Julie Renee Brahmer, MD, MSc, director of the thoracic oncology program and professor of oncology at the Sidney Kimmel Comprehensive Cancer Center at Johns Hopkins University, discusses the issues with using tyrosine kinase inhibitors (TKIs) and immunotherapy (IO) in patients with locally advanced non–small cell lung cancer (NSCLC).
According to Brahmer, sequencing therapies for locally advanced NSCLC is limited by data that show using TKIs following IO can lead to serious toxicities in patients. In addition, studies of stage IV disease also indicate that patients with the subtypes EGFR, ALK, ROS1, HER2, and RET generally do not respond to single-agent IO, leaving fewer options for patients resistant to targeted therapy.
Based on retrospective studies, patients with stage IV adenocarcinoma with a KRAS mutation had better survival outcomes with immunotherapy. Patients with metastatic disease with the V600E mutation in the BRAF gene demonstrated responses to immunotherapy in addition to targeted BRAF/MEK therapy.
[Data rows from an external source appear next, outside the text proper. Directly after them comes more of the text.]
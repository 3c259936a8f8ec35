//! Job management commands against the file store.

use std::sync::Arc;

use chrono::Utc;
use cronhands_config::Config;
use cronhands_core::{ExecutionStore, ExecutionTrigger, FileStore, Job, JobStore, ScheduleSpec};
use cronhands_executor::validate_command;
use cronhands_scheduler::Trigger;
use uuid::Uuid;

use crate::cli::{AddJobArgs, JobAction};
use crate::cmd_run::{build_dispatcher, store_path};

/// Longest per-attempt timeout a job may ask for.
const MAX_TIMEOUT_SECS: u64 = 86_400;
/// Most attempts a job may ask for per run.
const MAX_ATTEMPTS: u32 = 10;

pub async fn handle_job_command(
    action: JobAction,
    config: Config,
) -> Result<(), Box<dyn std::error::Error>> {
    if config.store.backend != "file" {
        return Err("job commands need the file store backend".into());
    }
    let store = Arc::new(FileStore::open(store_path(&config)).await?);

    match action {
        JobAction::Add(args) => add_job(&store, &config, args).await,
        JobAction::List => list_jobs(&store).await,
        JobAction::Remove { id } => {
            if store.delete_job(id).await? {
                println!("Removed job {}", id);
                Ok(())
            } else {
                Err(format!("Job not found: {}", id).into())
            }
        }
        JobAction::Run { id } => run_job(store, &config, id).await,
        JobAction::Deps { id } => {
            let dispatcher = build_dispatcher(store, &config)?;
            let report = dispatcher.dependency_report(id).await?;
            println!("{}", serde_json::to_string_pretty(&report)?);
            Ok(())
        }
    }
}

async fn add_job(
    store: &FileStore,
    config: &Config,
    args: AddJobArgs,
) -> Result<(), Box<dyn std::error::Error>> {
    validate_command(&args.command, &config.executor.allowed_commands)?;

    let mut schedule = match (args.cron, args.interval) {
        (Some(expression), _) => ScheduleSpec::cron(expression),
        (None, Some(expression)) => ScheduleSpec::interval(expression),
        (None, None) => return Err("either --cron or --interval is required".into()),
    };
    if let Some(timezone) = args.timezone {
        schedule = schedule.with_timezone(timezone);
    }
    let trigger = Trigger::from_spec(&schedule, &config.scheduler.timezone, Utc::now())?;

    let mut job = Job::new(
        args.owner.unwrap_or_default(),
        args.name,
        args.command,
        schedule,
    )
    .with_timeout(args.timeout.unwrap_or(config.executor.default_timeout_secs))
    .with_max_retries(args.retries.unwrap_or(config.executor.max_retries))
    .with_priority(args.priority)
    .with_active(!args.inactive);
    for dependency in args.depends_on {
        job = job.with_dependency(dependency);
    }

    check_new_job(&job, store).await?;
    store.save_job(&job).await?;
    println!("{}", job.id);
    if let Some(next) = trigger.next_fire_after(Utc::now()) {
        eprintln!("Next run: {}", next);
    }
    Ok(())
}

/// Reject limits a run can never satisfy and dependencies on unknown jobs.
async fn check_new_job(job: &Job, store: &dyn JobStore) -> Result<(), Box<dyn std::error::Error>> {
    if !(1..=MAX_TIMEOUT_SECS).contains(&job.timeout_secs) {
        return Err(format!(
            "timeout must be between 1 and {} seconds, got {}",
            MAX_TIMEOUT_SECS, job.timeout_secs
        )
        .into());
    }
    if !(1..=MAX_ATTEMPTS).contains(&job.max_retries) {
        return Err(format!(
            "retries must be between 1 and {}, got {}",
            MAX_ATTEMPTS, job.max_retries
        )
        .into());
    }
    for dependency in &job.dependencies {
        let id = Uuid::parse_str(dependency)
            .map_err(|_| format!("Invalid dependency ID format: {}", dependency))?;
        if store.get_job(id).await?.is_none() {
            return Err(format!("Dependency job not found: {}", dependency).into());
        }
    }
    Ok(())
}

async fn list_jobs(store: &FileStore) -> Result<(), Box<dyn std::error::Error>> {
    let jobs = store.list_jobs().await?;
    if jobs.is_empty() {
        println!("No jobs found.");
        return Ok(());
    }

    println!(
        "{:<36} {:<20} {:<22} {:<10} {}",
        "ID", "NAME", "SCHEDULE", "STATUS", "ACTIVE"
    );
    println!("{}", "-".repeat(100));
    for job in jobs {
        let schedule = format!("{} {}", job.schedule.kind, job.schedule.expression);
        println!(
            "{:<36} {:<20} {:<22} {:<10} {}",
            job.id,
            job.name,
            schedule,
            job.status.as_str(),
            job.is_active
        );
    }
    Ok(())
}

async fn run_job(
    store: Arc<FileStore>,
    config: &Config,
    id: Uuid,
) -> Result<(), Box<dyn std::error::Error>> {
    let dispatcher = build_dispatcher(store.clone(), config)?;
    let execution_id = dispatcher.run_now(id, ExecutionTrigger::Manual).await?;
    eprintln!("Execution {} started", execution_id);
    dispatcher.shutdown().await;

    let Some(execution) = store.get_execution(execution_id).await? else {
        return Err(format!("Execution not found: {}", execution_id).into());
    };
    if let Some(stdout) = &execution.stdout {
        print!("{}", stdout);
    }
    if let Some(stderr) = &execution.stderr {
        eprint!("{}", stderr);
    }
    eprintln!(
        "Status: {} (attempt {})",
        execution.status, execution.attempt_number
    );
    match execution.error {
        Some(error) => Err(error.into()),
        None => Ok(()),
    }
}

#[cfg(test)]
mod tests {
    use super::*;
    use cronhands_core::MemoryStore;

    fn job() -> Job {
        Job::new(Uuid::new_v4(), "nightly", "true", ScheduleSpec::interval("1h"))
            .with_timeout(60)
            .with_max_retries(3)
    }

    async fn rejection(job: &Job, store: &MemoryStore) -> String {
        check_new_job(job, store).await.unwrap_err().to_string()
    }

    #[tokio::test]
    async fn test_check_new_job_accepts_defaults() {
        let store = MemoryStore::new();
        assert!(check_new_job(&job(), &store).await.is_ok());
        let widest = job()
            .with_timeout(MAX_TIMEOUT_SECS)
            .with_max_retries(MAX_ATTEMPTS);
        assert!(check_new_job(&widest, &store).await.is_ok());
    }

    #[tokio::test]
    async fn test_check_new_job_rejects_out_of_range_limits() {
        let store = MemoryStore::new();
        assert_eq!(
            rejection(&job().with_timeout(0), &store).await,
            "timeout must be between 1 and 86400 seconds, got 0"
        );
        assert_eq!(
            rejection(&job().with_timeout(86_401), &store).await,
            "timeout must be between 1 and 86400 seconds, got 86401"
        );
        assert_eq!(
            rejection(&job().with_max_retries(0), &store).await,
            "retries must be between 1 and 10, got 0"
        );
        assert_eq!(
            rejection(&job().with_max_retries(11), &store).await,
            "retries must be between 1 and 10, got 11"
        );
    }

    #[tokio::test]
    async fn test_check_new_job_requires_existing_dependencies() {
        let store = MemoryStore::new();
        let upstream = job();
        store.save_job(&upstream).await.unwrap();

        let dependent = job().with_dependency(upstream.id);
        assert!(check_new_job(&dependent, &store).await.is_ok());

        let missing = Uuid::new_v4();
        assert_eq!(
            rejection(&job().with_dependency(missing), &store).await,
            format!("Dependency job not found: {}", missing)
        );
        assert_eq!(
            rejection(&job().with_dependency("nightly"), &store).await,
            "Invalid dependency ID format: nightly"
        );
    }
}
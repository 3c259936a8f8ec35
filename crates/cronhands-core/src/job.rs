//! Job definition and status.

use chrono::{DateTime, Utc};
use serde::{Deserialize, Serialize};
use uuid::Uuid;

/// Job status.
#[derive(Debug, Clone, Copy, Default, PartialEq, Eq, Serialize, Deserialize)]
#[serde(rename_all = "lowercase")]
pub enum JobStatus {
    /// Waiting for its next run.
    #[default]
    Pending,
    /// A dispatch is in flight.
    Running,
    /// Last run succeeded.
    Completed,
    /// Last run failed, timed out, or was blocked by a dependency.
    Failed,
    /// Cancelled by its owner.
    Cancelled,
}

impl JobStatus {
    pub fn as_str(&self) -> &'static str {
        match self {
            JobStatus::Pending => "pending",
            JobStatus::Running => "running",
            JobStatus::Completed => "completed",
            JobStatus::Failed => "failed",
            JobStatus::Cancelled => "cancelled",
        }
    }
}

impl std::fmt::Display for JobStatus {
    fn fmt(&self, f: &mut std::fmt::Formatter<'_>) -> std::fmt::Result {
        f.write_str(self.as_str())
    }
}

/// How a schedule expression is interpreted.
#[derive(Debug, Clone, Copy, PartialEq, Eq, Serialize, Deserialize)]
#[serde(rename_all = "lowercase")]
pub enum ScheduleKind {
    /// Standard 5-field crontab expression.
    Cron,
    /// Fixed interval such as `30s`, `5m`, `1h`, `2d`.
    Interval,
}

impl std::fmt::Display for ScheduleKind {
    fn fmt(&self, f: &mut std::fmt::Formatter<'_>) -> std::fmt::Result {
        match self {
            ScheduleKind::Cron => f.write_str("cron"),
            ScheduleKind::Interval => f.write_str("interval"),
        }
    }
}

/// Schedule descriptor attached to a job.
#[derive(Debug, Clone, PartialEq, Eq, Serialize, Deserialize)]
pub struct ScheduleSpec {
    pub kind: ScheduleKind,
    pub expression: String,
    #[serde(default = "default_timezone")]
    pub timezone: String,
}

fn default_timezone() -> String {
    "UTC".to_string()
}

impl ScheduleSpec {
    /// Cron schedule in UTC.
    pub fn cron(expression: impl Into<String>) -> Self {
        Self {
            kind: ScheduleKind::Cron,
            expression: expression.into(),
            timezone: default_timezone(),
        }
    }

    /// Interval schedule.
    pub fn interval(expression: impl Into<String>) -> Self {
        Self {
            kind: ScheduleKind::Interval,
            expression: expression.into(),
            timezone: default_timezone(),
        }
    }

    /// Set the timezone the expression is evaluated in.
    pub fn with_timezone(mut self, timezone: impl Into<String>) -> Self {
        self.timezone = timezone.into();
        self
    }
}

/// A recurring job bound to a shell command.
#[derive(Debug, Clone, Serialize, Deserialize)]
pub struct Job {
    /// Unique job ID.
    pub id: Uuid,
    /// Owning user.
    pub owner_id: Uuid,
    /// Human-readable name.
    pub name: String,
    /// Optional description.
    #[serde(default)]
    pub description: Option<String>,
    /// Shell command to run.
    pub command: String,
    /// When the job fires.
    pub schedule: ScheduleSpec,
    /// Per-attempt timeout in seconds.
    pub timeout_secs: u64,
    /// Number of attempts per dispatch.
    pub max_retries: u32,
    /// Higher runs first when the store orders jobs.
    #[serde(default)]
    pub priority: i32,
    /// Inactive jobs are neither scheduled nor dispatchable.
    pub is_active: bool,
    /// Jobs that must have completed before this one may run, in order.
    /// Kept as raw strings so malformed references surface at the gate.
    #[serde(default)]
    pub dependencies: Vec<String>,
    /// Current status.
    #[serde(default)]
    pub status: JobStatus,
    #[serde(default)]
    pub tags: Vec<String>,
    #[serde(default)]
    pub metadata: Option<serde_json::Value>,
    pub created_at: DateTime<Utc>,
    pub updated_at: DateTime<Utc>,
}

impl Job {
    /// Create a new active job with default timeout (300s) and retries (3).
    pub fn new(
        owner_id: Uuid,
        name: impl Into<String>,
        command: impl Into<String>,
        schedule: ScheduleSpec,
    ) -> Self {
        let now = Utc::now();
        Self {
            id: Uuid::new_v4(),
            owner_id,
            name: name.into(),
            description: None,
            command: command.into(),
            schedule,
            timeout_secs: 300,
            max_retries: 3,
            priority: 0,
            is_active: true,
            dependencies: Vec::new(),
            status: JobStatus::Pending,
            tags: Vec::new(),
            metadata: None,
            created_at: now,
            updated_at: now,
        }
    }

    /// Add a description.
    pub fn with_description(mut self, description: impl Into<String>) -> Self {
        self.description = Some(description.into());
        self
    }

    /// Set the per-attempt timeout.
    pub fn with_timeout(mut self, timeout_secs: u64) -> Self {
        self.timeout_secs = timeout_secs;
        self
    }

    /// Set the number of attempts per dispatch.
    pub fn with_max_retries(mut self, max_retries: u32) -> Self {
        self.max_retries = max_retries;
        self
    }

    pub fn with_priority(mut self, priority: i32) -> Self {
        self.priority = priority;
        self
    }

    /// Append a dependency on another job.
    pub fn with_dependency(mut self, job_id: impl ToString) -> Self {
        self.dependencies.push(job_id.to_string());
        self
    }

    /// Set active state.
    pub fn with_active(mut self, active: bool) -> Self {
        self.is_active = active;
        self
    }

    pub fn with_status(mut self, status: JobStatus) -> Self {
        self.status = status;
        self
    }

    /// Update the status and touch `updated_at`.
    pub fn set_status(&mut self, status: JobStatus) {
        self.status = status;
        self.updated_at = Utc::now();
    }
}
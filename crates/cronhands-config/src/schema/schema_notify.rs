//! Notification channel configuration.

use serde::{Deserialize, Serialize};

use super::default_true;

/// Settings for every channel provider.
#[derive(Debug, Clone, Default, Serialize, Deserialize)]
pub struct NotificationsConfig {
    #[serde(default)]
    pub email: EmailConfig,

    #[serde(default)]
    pub sms: SmsConfig,

    #[serde(default)]
    pub webhook: WebhookConfig,
}

/// SMTP settings.
#[derive(Debug, Clone, Serialize, Deserialize)]
pub struct EmailConfig {
    /// Empty disables the email channel.
    #[serde(default)]
    pub smtp_host: String,

    #[serde(default = "default_smtp_port")]
    pub smtp_port: u16,

    #[serde(default)]
    pub username: String,

    #[serde(default)]
    pub password: String,

    /// STARTTLS when true, plaintext otherwise.
    #[serde(default = "default_true")]
    pub use_tls: bool,

    /// Sender address. Falls back to `username`.
    #[serde(default)]
    pub from: String,
}

impl EmailConfig {
    pub fn is_configured(&self) -> bool {
        !self.smtp_host.is_empty()
    }

    pub fn sender(&self) -> &str {
        if self.from.is_empty() {
            &self.username
        } else {
            &self.from
        }
    }
}

fn default_smtp_port() -> u16 {
    587
}

impl Default for EmailConfig {
    fn default() -> Self {
        Self {
            smtp_host: String::new(),
            smtp_port: default_smtp_port(),
            username: String::new(),
            password: String::new(),
            use_tls: default_true(),
            from: String::new(),
        }
    }
}

/// Twilio-compatible SMS gateway settings.
#[derive(Debug, Clone, Serialize, Deserialize)]
pub struct SmsConfig {
    #[serde(default)]
    pub account_sid: String,

    #[serde(default)]
    pub auth_token: String,

    #[serde(default)]
    pub from_number: String,

    #[serde(default = "default_sms_api_base")]
    pub api_base: String,
}

impl SmsConfig {
    pub fn is_configured(&self) -> bool {
        !self.account_sid.is_empty() && !self.auth_token.is_empty() && !self.from_number.is_empty()
    }
}

fn default_sms_api_base() -> String {
    "https://api.twilio.com".to_string()
}

impl Default for SmsConfig {
    fn default() -> Self {
        Self {
            account_sid: String::new(),
            auth_token: String::new(),
            from_number: String::new(),
            api_base: default_sms_api_base(),
        }
    }
}

/// Outbound webhook settings.
#[derive(Debug, Clone, Serialize, Deserialize)]
pub struct WebhookConfig {
    #[serde(default = "default_webhook_timeout_secs")]
    pub timeout_secs: u64,

    /// Attempts per delivery.
    #[serde(default = "default_webhook_max_retries")]
    pub max_retries: u32,
}

fn default_webhook_timeout_secs() -> u64 {
    30
}

fn default_webhook_max_retries() -> u32 {
    3
}

impl Default for WebhookConfig {
    fn default() -> Self {
        Self {
            timeout_secs: default_webhook_timeout_secs(),
            max_retries: default_webhook_max_retries(),
        }
    }
}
Based on the survival benefit seen in the PACIFIC trial (NCT02125461) of durvalumab following chemoradiotherapy, Brahmer says that more research is needed on the efficacy of IO following concurrent chemotherapy and radiation therapy.
TRANSCRIPTION:
0:08 | If you start TKIs after IO or shortly after IO, then you may run into issues with toxicities much more than if you would start with TKIs by [themselves] in the stage IV setting. So you do have to take that into consideration. And then trying to extrapolate from advanced disease where we know that IO as a single agent does not work at all for patients with EGFR, ALK, ROS1, HER2, or RET disease. Now I think the jury's out for patients with KRAS mutations, where single agent IO in advanced disease does work quite well. Same for BRAF…there [are] data to support single agent IO use in BRAF (V600E) disease in the metastatic setting. However, the jury's out for patients after concurrent chemotherapy and radiation, we just don't have that information. And we really need that information if we're truly going to deliver precision oncology.